Anyone who feels lonely and thinks of a dog as a companion, for example, will not receive any money from the job center for the purchase and keeping of what is supposedly “man’s best friend”. This was decided by the Baden-Württemberg State Social Court (LSG) in a decision. “The desire to keep animals does not justify a claim to higher benefits from the job center,” the court said. A dog is also not part of the subsistence level.
A long-term unemployed person from the Rems-Murr district had asked the job center for money to buy and keep a dog – for life. He needed a companion dog “as social support during and especially after the corona pandemic to compensate for the serious consequences of social and financial isolation,” he had argued, according to LSG. In addition, a dog ensures a fixed daily structure and serves him “as a family substitute”. The animal also makes it possible to establish social contacts.

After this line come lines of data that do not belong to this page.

//! `20-devices`: binds udev, audio/GPU devices and `/media` (§4.2.5),
//! grounded on `20_devices.cpp`.

use std::path::Path;

use linglong_common::Result;

use crate::config::MountEntry;
use crate::{Config, Stage};

pub struct Devices;

fn bind(config: &mut Config, path: &str) {
    if Path::new(path).exists() {
        config.push_mount(MountEntry::new(path).source(path).typ("none").options(["rbind"]));
    }
}

impl Stage for Devices {
    fn name(&self) -> &'static str {
        "20-devices"
    }

    fn generate(&self, config: &mut Config) -> Result<()> {
        config.require_oci_version()?;

        if config.annotation_is_true("org.deepin.linglong.onlyApp") {
            return Ok(());
        }

        bind(config, "/run/udev");
        bind(config, "/dev/snd");
        bind(config, "/dev/dri");

        if let Ok(entries) = std::fs::read_dir("/dev") {
            for entry in entries.flatten() {
                let name = entry.file_name();
                let name = name.to_string_lossy();
                if name.starts_with("video") || name.starts_with("nvidia") {
                    let path = entry.path();
                    config.push_mount(
                        MountEntry::new(path.to_string_lossy())
                            .source(path.to_string_lossy())
                            .typ("none")
                            .options(["rbind"]),
                    );
                }
            }
        }

        handle_media(config);
        Ok(())
    }
}

fn handle_media(config: &mut Config) {
    let media = Path::new("/media");
    let Ok(metadata) = std::fs::symlink_metadata(media) else { return };

    if metadata.file_type().is_symlink() {
        if let Ok(target) = std::fs::canonicalize(media) {
            config.push_mount(
                MountEntry::new(target.to_string_lossy())
                    .source(target.to_string_lossy())
                    .typ("none")
                    .options(["rbind", "rshared"]),
            );
        }
        config.push_mount(
            MountEntry::new("/media").source("/media").typ("none").options(["rbind", "ro", "copy-symlink"]),
        );
    } else if metadata.is_dir() {
        config.push_mount(MountEntry::new("/media").source("/media").typ("none").options(["rbind", "rshared"]));
    }
}

#[cfg(test)]
mod tests {
    use super::*;

    #[test]
    fn is_noop_when_only_app() {
        let mut config = Config::from_json_str(
            r#"{"ociVersion":"1.0.1","annotations":{"org.deepin.linglong.onlyApp":"true"},"mounts":[]}"#,
        )
        .unwrap();
        Devices.generate(&mut config).unwrap();
        assert!(config.mounts().is_empty());
    }

    #[test]
    fn rejects_wrong_oci_version() {
        let mut config = Config::from_json_str(r#"{"ociVersion":"0.9","mounts":[]}"#).unwrap();
        assert!(Devices.generate(&mut config).is_err());
    }
}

According to the court, the plaintiff has received unemployment benefit II since 2005, which was formerly known as Hartz IV and is now called citizen benefit. For the purchase of the animal, he gave the sum of 2000 euros, for keeping it 200 euros a month. He had already failed with the claim before the social court in Stuttgart.
The attitude of a dog can offer a kind of social support or a family replacement, the LSG explained. But this alone justifies “no irrefutable, special need”, as it was said. Without your own dog, social contacts could still be made and maintained. The plaintiff is also not in an extraordinary life situation in which constitutionally protected goods would be endangered without a dog of his own. “A specific and immediate threat to the health of the plaintiff was also not recognizable,” it said.